*** Data under study ***

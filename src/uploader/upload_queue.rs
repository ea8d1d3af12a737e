use std::path::{Path, PathBuf};

use crate::commands::{AppContext, RecordId, UploadEvent, UploadRecord};
use crate::errors::safe_emit_event;
use crate::file_info::file_name_of;
use crate::security::InputValidator;

use super::progress_tracker::*;
use super::transfer_client::UploadOptions;

/// Register one record per file and start every upload at once.
///
/// Records are appended synchronously, in order, before any transfer begins.
/// Each transfer runs on its own task; none waits for or affects another.
pub fn submit(ctx: &AppContext, files: Vec<PathBuf>, options: UploadOptions) -> Vec<RecordId> {
    let mut ids = Vec::with_capacity(files.len());

    for path in files {
        let name = file_name_of(&path);
        let size = std::fs::metadata(&path).map(|m| m.len()).unwrap_or(0);

        let record = UploadRecord::new(name.clone(), size);
        let record_id = record.id.clone();

        if !append_record(&ctx.records, record) {
            continue;
        }
        safe_emit_event(
            &ctx.events,
            UploadEvent::Submitted {
                id: record_id.clone(),
                name: name.clone(),
                size,
            },
        );

        ids.push(record_id.clone());
        tokio::spawn(upload_one(ctx.clone(), record_id, path, name, options.clone()));
    }

    if !ids.is_empty() {
        log::info!("Submitted {} file(s) for upload", ids.len());
    }

    ids
}

/// Forget a record. The transfer behind it, if any, is left running.
pub fn remove(ctx: &AppContext, record_id: &str) -> bool {
    let removed = remove_record(&ctx.records, record_id);
    if removed {
        log::info!("Removed upload record {}", record_id);
        safe_emit_event(
            &ctx.events,
            UploadEvent::Removed {
                id: record_id.to_string(),
            },
        );
    } else {
        log::debug!("Record {} already gone, nothing to remove", record_id);
    }
    removed
}

async fn upload_one(
    ctx: AppContext,
    record_id: RecordId,
    path: PathBuf,
    name: String,
    options: UploadOptions,
) {
    if let Err(e) = InputValidator::validate_upload_path(&path) {
        fail(&ctx, &record_id, &e.to_string());
        return;
    }

    let records = ctx.records.clone();
    let events = ctx.events.clone();
    let progress_id = record_id.clone();
    let on_progress = move |percent: u8| {
        if let Some(progress) = update_progress(&records, &progress_id, percent) {
            safe_emit_event(
                &events,
                UploadEvent::Progress {
                    id: progress_id.clone(),
                    progress,
                },
            );
        }
    };

    match ctx
        .client
        .upload_file(Path::new(&path), &name, &options, on_progress)
        .await
    {
        Ok(result) => {
            if mark_complete(&ctx.records, &record_id, &result) {
                safe_emit_event(
                    &ctx.events,
                    UploadEvent::Completed {
                        id: record_id,
                        url: result.url,
                        deletion_token: result.deletion_token,
                    },
                );
            } else {
                log::debug!("Upload of {} finished after its record was removed", name);
            }
        }
        Err(e) => fail(&ctx, &record_id, &e.to_string()),
    }
}

fn fail(ctx: &AppContext, record_id: &str, message: &str) {
    if mark_failed(&ctx.records, record_id, message) {
        safe_emit_event(
            &ctx.events,
            UploadEvent::Failed {
                id: record_id.to_string(),
                error: message.to_string(),
            },
        );
    }
}

#[cfg(test)]
mod tests {
    use super::*;
    use crate::config::AppConfig;

    fn context() -> AppContext {
        // Nothing listens on the discard port, so transfers fail fast.
        let config = AppConfig::default()
            .with_web_address("http://127.0.0.1:9/")
            .unwrap();
        AppContext::new(config).unwrap()
    }

    #[tokio::test]
    async fn test_submit_appends_records_in_order() {
        let ctx = context();
        let files = vec![
            PathBuf::from("first_missing.txt"),
            PathBuf::from("second_missing.txt"),
            PathBuf::from("first_missing.txt"),
        ];

        let ids = submit(&ctx, files, UploadOptions::default());
        let records = snapshot(&ctx.records);

        assert_eq!(ids.len(), 3);
        assert_eq!(records.len(), 3);
        for (record, id) in records.iter().zip(&ids) {
            assert_eq!(&record.id, id);
        }
        assert_eq!(records[0].name, "first_missing.txt");
        assert_eq!(records[1].name, "second_missing.txt");
        assert_eq!(records[2].name, "first_missing.txt");
    }

    #[tokio::test]
    async fn test_submit_nothing() {
        let ctx = context();
        assert!(submit(&ctx, Vec::new(), UploadOptions::default()).is_empty());
        assert!(snapshot(&ctx.records).is_empty());
    }

    #[tokio::test]
    async fn test_missing_file_ends_in_error() {
        let ctx = context();
        let mut events = ctx.subscribe();

        let ids = submit(
            &ctx,
            vec![PathBuf::from("definitely_does_not_exist.bin")],
            UploadOptions::default(),
        );
        crate::commands::wait_for_uploads(&ctx, &ids, &mut events).await;

        let record = &snapshot(&ctx.records)[0];
        assert!(record.is_failed());
        assert!(record.error().unwrap().contains("definitely_does_not_exist.bin"));
    }

    #[tokio::test]
    async fn test_remove_unknown_id() {
        let ctx = context();
        assert!(!remove(&ctx, "not-a-record"));
    }
}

*** End of Data under study ***

(Your goal):
What lines in the material above hold the word "percent"? Pull them out.

(Problem solution):
    let on_progress = move |percent: u8| {
        if let Some(progress) = update_progress(&records, &progress_id, percent) {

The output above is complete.